The Committee recommended that all victims of cardiac arrest receive, at least, high-quality chest compressions with minimal interruptions. In the event that an adult suddenly collapses, trained or untrained bystanders should—at a minimum—activate their community emergency medical system and provide high-quality chest compressions, minimizing interruptions. This was a Class I recommendation.

If however, a bystander was not trained in CPR, then he or she should do hands-only CPR and continue this until an automated external defibrillator arrives and is ready for use or until medical assistance is available to take over care of the victim. This was given a Class IIa recommendation.

If he or she was previously trained in CPR and is confident in giving rescue breaths with minimal interruptions in chest compressions, then he or she should provide either conventional CPR using a 30:2 compression-to-ventilation ratio as recommended in the 2005 guidelines or do hands-only CPR, and should continue CPR until medical assistance is available or until the defibrillator arrives. This was a Class IIa recommendation.

Finally, if the bystander was previously trained in CPR but is not confident in his or her ability to provide conventional CPR including high-quality chest compressions, then he or she should give hands-only CPR – a Class IIa recommendation.

The Committee nevertheless encouraged the public to obtain a comprehensive training in CPR to learn the basic skills needed in the management of cardiovascular emergencies. In addition, it acknowledged that some cardiac arrest victims such as pediatric victims, victims of drowning, trauma, airway obstruction, acute respiratory diseases, and apnea may benefit from the conventional CPR technique.

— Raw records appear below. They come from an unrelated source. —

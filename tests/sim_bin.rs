use std::process::Command;

use serde_json::Value;

#[test]
fn test_sim_binary_prints_one_line_per_game() {
    let output = Command::new(env!("CARGO_BIN_EXE_sim"))
        .args(["7", "3"])
        .output()
        .expect("run sim");
    assert!(output.status.success());

    let stdout = String::from_utf8(output.stdout).unwrap();
    let games: Vec<Value> = stdout
        .lines()
        .map(|l| serde_json::from_str(l).unwrap())
        .collect();
    assert_eq!(games.len(), 3);
    for (i, game) in games.iter().enumerate() {
        assert_eq!(game["seed"], 7 + i as u64);
        assert!(matches!(game["winner"].as_str(), Some("Human" | "Opponent")));
        assert!(game["human_shots"].as_u64().unwrap() >= 1);
        assert!(game["opponent_shots"].is_u64());
    }
}

#[test]
fn test_sim_binary_is_deterministic() {
    let run = || {
        Command::new(env!("CARGO_BIN_EXE_sim"))
            .args(["123", "2", "--no-prune"])
            .output()
            .expect("run sim")
            .stdout
    };
    assert_eq!(run(), run());
}

#[test]
fn test_main_binary_sim_subcommand() {
    let output = Command::new(env!("CARGO_BIN_EXE_seabattle"))
        .args(["sim", "--seed", "99"])
        .output()
        .expect("run seabattle");
    assert!(output.status.success());
    let report: Value = serde_json::from_slice(&output.stdout).unwrap();
    assert_eq!(report["seed"], 99);
    assert!(report["human_shots"].as_u64().unwrap() >= 1);
}

#[test]
fn test_both_binaries_print_the_same_report() {
    let sim = Command::new(env!("CARGO_BIN_EXE_sim"))
        .args(["31"])
        .output()
        .expect("run sim");
    let main = Command::new(env!("CARGO_BIN_EXE_seabattle"))
        .args(["sim", "--seed", "31"])
        .output()
        .expect("run seabattle");
    assert!(sim.status.success() && main.status.success());
    assert_eq!(sim.stdout, main.stdout);
}
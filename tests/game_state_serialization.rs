use seabattle::prelude::*;
use seabattle::{PlayerSide, ShotRecord, TurnReport};

#[test]
fn test_board_view_survives_json() {
    let mut side = PlayerSide::new();
    side.place_ship(ShipId(4), Coord::new(3, 3), Orientation::Vertical)
        .unwrap();
    side.receive_attack(Coord::new(3, 3)).unwrap();
    side.receive_attack(Coord::new(4, 3)).unwrap();
    side.receive_attack(Coord::new(0, 9)).unwrap();

    let view = BoardView::hidden(&side);
    let json = serde_json::to_string(&view).unwrap();
    let back: BoardView = serde_json::from_str(&json).unwrap();
    assert_eq!(back, view);
    assert_eq!(back.sunk(), &[ShipId(4)]);
    assert_eq!(back.get(Coord::new(4, 3)), Some(CellView::Sunk(ShipId(4))));
    assert_eq!(back.get(Coord::new(0, 9)), Some(CellView::Miss));
}

#[test]
fn test_status_and_events_survive_json() {
    let mut session = GameSession::new(EngineConfig::seeded(17)).unwrap();
    session.auto_place_human().unwrap();
    let report = session.attack(Coord::new(0, 0)).unwrap();

    let status = session.status();
    let back: GameStatus = serde_json::from_str(&serde_json::to_string(&status).unwrap()).unwrap();
    assert_eq!(back, status);

    let back: TurnReport = serde_json::from_str(&serde_json::to_string(&report).unwrap()).unwrap();
    assert_eq!(back, report);

    let events = session.drain_events();
    let json = serde_json::to_string(&events).unwrap();
    let back: Vec<GameEvent> = serde_json::from_str(&json).unwrap();
    assert_eq!(back, events);
}

#[test]
fn test_event_json_shape() {
    let event = GameEvent::AttackResolved {
        attacker: Side::Opponent,
        coord: Coord::new(2, 5),
        shot: Shot::Sunk(ShipId(1)),
    };
    let value = serde_json::to_value(event).unwrap();
    assert_eq!(value["AttackResolved"]["attacker"], "Opponent");
    assert_eq!(value["AttackResolved"]["coord"]["row"], 2);
    assert_eq!(value["AttackResolved"]["coord"]["col"], 5);
    assert_eq!(value["AttackResolved"]["shot"]["Sunk"], 1);

    let record = ShotRecord {
        coord: Coord::new(0, 0),
        shot: Shot::Miss,
    };
    assert_eq!(
        serde_json::to_string(&record).unwrap(),
        r#"{"coord":{"row":0,"col":0},"shot":"Miss"}"#
    );
}
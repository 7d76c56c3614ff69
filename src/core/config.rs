use super::ship::ShipDef;

pub const BOARD_SIZE: usize = 10;
pub const NUM_SHIPS: usize = 5;
pub const SHIPS: [ShipDef; NUM_SHIPS] = [
    ShipDef::new("Carrier", 5),
    ShipDef::new("Battleship", 4),
    ShipDef::new("Cruiser", 3),
    ShipDef::new("Submarine", 3),
    ShipDef::new("Destroyer", 2),
];

/// Total number of ship segments used in the standard configuration.
pub const TOTAL_SHIP_CELLS: usize = 5 + 4 + 3 + 3 + 2;

/// Default cap on random placement attempts per ship.
pub const DEFAULT_MAX_PLACEMENT_ATTEMPTS: u32 = 10_000;

/// Runtime knobs for a game session.
#[derive(Debug, Clone, Copy, PartialEq, Eq)]
#[cfg_attr(feature = "std", derive(serde::Serialize, serde::Deserialize))]
pub struct EngineConfig {
    /// Fixed RNG seed for reproducible games. `None` draws a fresh seed.
    pub seed: Option<u64>,
    /// Random placement attempts allowed per ship before session creation fails.
    pub max_placement_attempts: u32,
    /// Forget remembered hits once the ship they belong to is sunk.
    pub prune_sunk_hits: bool,
}

impl Default for EngineConfig {
    fn default() -> Self {
        Self {
            seed: None,
            max_placement_attempts: DEFAULT_MAX_PLACEMENT_ATTEMPTS,
            prune_sunk_hits: true,
        }
    }
}

impl EngineConfig {
    /// Default configuration with a fixed seed.
    pub fn seeded(seed: u64) -> Self {
        Self {
            seed: Some(seed),
            ..Self::default()
        }
    }
}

The recommendations were based on a body of scientific data demonstrating that chest compression only was as good as chest compression and ventilation for out of hospital cardiac arrests. Key human clinical studies have demonstrated that there was no significant survival difference between victims of out of hospital cardiac arrest given the chest compression only CPR and those given the traditional compression-ventilation CPR. Survival and neurologic outcome after bystander chest compressions only CPR did not differ from the conventional bystander CPR for adult patients with witnessed out-of-hospital cardiac arrests.

The basis for chest compressions only CPR is the assumption that at the time of a sudden cardiac arrest or collapse, the adult victim would have probably been breathing normally and that his or her lungs and blood would still have a fresh supply of oxygen that can last for at least a few minutes even if breathing stops. Furthermore, the oxygen requirement of a person in cardiac arrest is low during the first few minutes after collapse.

It is expected that hands only CPR will simplify training for most lay responders, decrease bystander reluctance to perform CPR, and broaden the reach of CPR training. Hopefully, this will decrease the time to initiation of CPR in cardiac arrests outside the hospital, result in the delivery of greater number of chest compressions with fewer interruptions, and ultimately improve cardiac arrest survival rates.